# [WHAT YOU NEED TO DO]
A line below contains "pub fn run(args: NeighborsArgs)", and a later one contains "pub use config::SearchConfig;". Repeat both, with every line between them, exactly.

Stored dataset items
++++
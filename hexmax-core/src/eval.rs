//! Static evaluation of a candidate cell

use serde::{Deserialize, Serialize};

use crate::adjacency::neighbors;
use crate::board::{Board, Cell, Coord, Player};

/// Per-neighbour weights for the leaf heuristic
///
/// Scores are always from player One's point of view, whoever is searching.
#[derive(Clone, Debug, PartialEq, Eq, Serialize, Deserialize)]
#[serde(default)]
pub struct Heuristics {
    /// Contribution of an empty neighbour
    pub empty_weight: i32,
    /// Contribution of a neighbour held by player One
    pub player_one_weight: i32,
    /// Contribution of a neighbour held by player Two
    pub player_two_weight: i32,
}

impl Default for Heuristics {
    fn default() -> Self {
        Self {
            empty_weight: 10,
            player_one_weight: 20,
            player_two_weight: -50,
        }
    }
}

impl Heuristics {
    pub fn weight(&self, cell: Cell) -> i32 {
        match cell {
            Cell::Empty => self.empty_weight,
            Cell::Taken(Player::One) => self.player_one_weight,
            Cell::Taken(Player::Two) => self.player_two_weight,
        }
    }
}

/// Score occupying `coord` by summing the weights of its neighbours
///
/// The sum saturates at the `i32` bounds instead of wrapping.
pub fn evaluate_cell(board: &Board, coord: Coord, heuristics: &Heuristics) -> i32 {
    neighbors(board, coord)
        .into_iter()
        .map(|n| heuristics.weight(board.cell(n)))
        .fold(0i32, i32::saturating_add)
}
++++
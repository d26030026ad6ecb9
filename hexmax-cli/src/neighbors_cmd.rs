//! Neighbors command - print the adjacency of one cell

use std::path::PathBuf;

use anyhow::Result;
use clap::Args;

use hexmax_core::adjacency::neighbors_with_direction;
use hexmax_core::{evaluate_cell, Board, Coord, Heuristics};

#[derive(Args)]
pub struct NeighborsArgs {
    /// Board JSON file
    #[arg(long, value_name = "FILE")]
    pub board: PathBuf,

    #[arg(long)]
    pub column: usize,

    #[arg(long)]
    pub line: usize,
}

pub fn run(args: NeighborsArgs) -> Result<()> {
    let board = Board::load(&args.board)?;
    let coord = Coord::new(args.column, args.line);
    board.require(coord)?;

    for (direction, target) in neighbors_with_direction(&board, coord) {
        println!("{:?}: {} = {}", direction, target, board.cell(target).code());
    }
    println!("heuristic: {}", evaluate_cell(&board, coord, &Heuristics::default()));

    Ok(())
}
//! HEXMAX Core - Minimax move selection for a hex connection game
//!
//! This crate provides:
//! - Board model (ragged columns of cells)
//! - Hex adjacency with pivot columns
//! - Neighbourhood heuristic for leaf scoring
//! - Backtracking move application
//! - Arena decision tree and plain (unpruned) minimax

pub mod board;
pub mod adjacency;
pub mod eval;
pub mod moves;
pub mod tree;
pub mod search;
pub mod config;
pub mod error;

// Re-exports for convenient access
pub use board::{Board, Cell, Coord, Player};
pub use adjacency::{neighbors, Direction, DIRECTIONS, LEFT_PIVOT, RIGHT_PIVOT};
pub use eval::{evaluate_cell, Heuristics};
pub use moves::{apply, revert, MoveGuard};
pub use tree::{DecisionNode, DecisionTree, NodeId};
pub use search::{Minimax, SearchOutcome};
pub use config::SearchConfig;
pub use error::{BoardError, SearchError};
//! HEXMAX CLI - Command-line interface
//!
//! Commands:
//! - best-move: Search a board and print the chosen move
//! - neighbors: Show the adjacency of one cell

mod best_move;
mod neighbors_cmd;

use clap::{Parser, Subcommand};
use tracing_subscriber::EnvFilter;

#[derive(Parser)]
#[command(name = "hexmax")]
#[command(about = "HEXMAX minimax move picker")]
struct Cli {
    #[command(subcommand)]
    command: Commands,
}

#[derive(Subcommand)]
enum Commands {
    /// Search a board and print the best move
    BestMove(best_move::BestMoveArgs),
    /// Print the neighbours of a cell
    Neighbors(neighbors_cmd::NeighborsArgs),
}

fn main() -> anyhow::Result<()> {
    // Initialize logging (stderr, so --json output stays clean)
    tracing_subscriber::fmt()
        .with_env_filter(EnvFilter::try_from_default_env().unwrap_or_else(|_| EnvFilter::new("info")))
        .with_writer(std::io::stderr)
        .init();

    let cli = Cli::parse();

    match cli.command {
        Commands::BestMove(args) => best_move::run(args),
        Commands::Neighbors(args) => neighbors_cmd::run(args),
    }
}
++++
# [WRITTEN SOLUTION]
pub fn run(args: NeighborsArgs) -> Result<()> {
    let board = Board::load(&args.board)?;
    let coord = Coord::new(args.column, args.line);
    board.require(coord)?;

    for (direction, target) in neighbors_with_direction(&board, coord) {
        println!("{:?}: {} = {}", direction, target, board.cell(target).code());
    }
    println!("heuristic: {}", evaluate_cell(&board, coord, &Heuristics::default()));

    Ok(())
}
//! HEXMAX Core - Minimax move selection for a hex connection game
//!
//! This crate provides:
//! - Board model (ragged columns of cells)
//! - Hex adjacency with pivot columns
//! - Neighbourhood heuristic for leaf scoring
//! - Backtracking move application
//! - Arena decision tree and plain (unpruned) minimax

pub mod board;
pub mod adjacency;
pub mod eval;
pub mod moves;
pub mod tree;
pub mod search;
pub mod config;
pub mod error;

// Re-exports for convenient access
pub use board::{Board, Cell, Coord, Player};
pub use adjacency::{neighbors, Direction, DIRECTIONS, LEFT_PIVOT, RIGHT_PIVOT};
pub use eval::{evaluate_cell, Heuristics};
pub use moves::{apply, revert, MoveGuard};
pub use tree::{DecisionNode, DecisionTree, NodeId};
pub use search::{Minimax, SearchOutcome};
pub use config::SearchConfig;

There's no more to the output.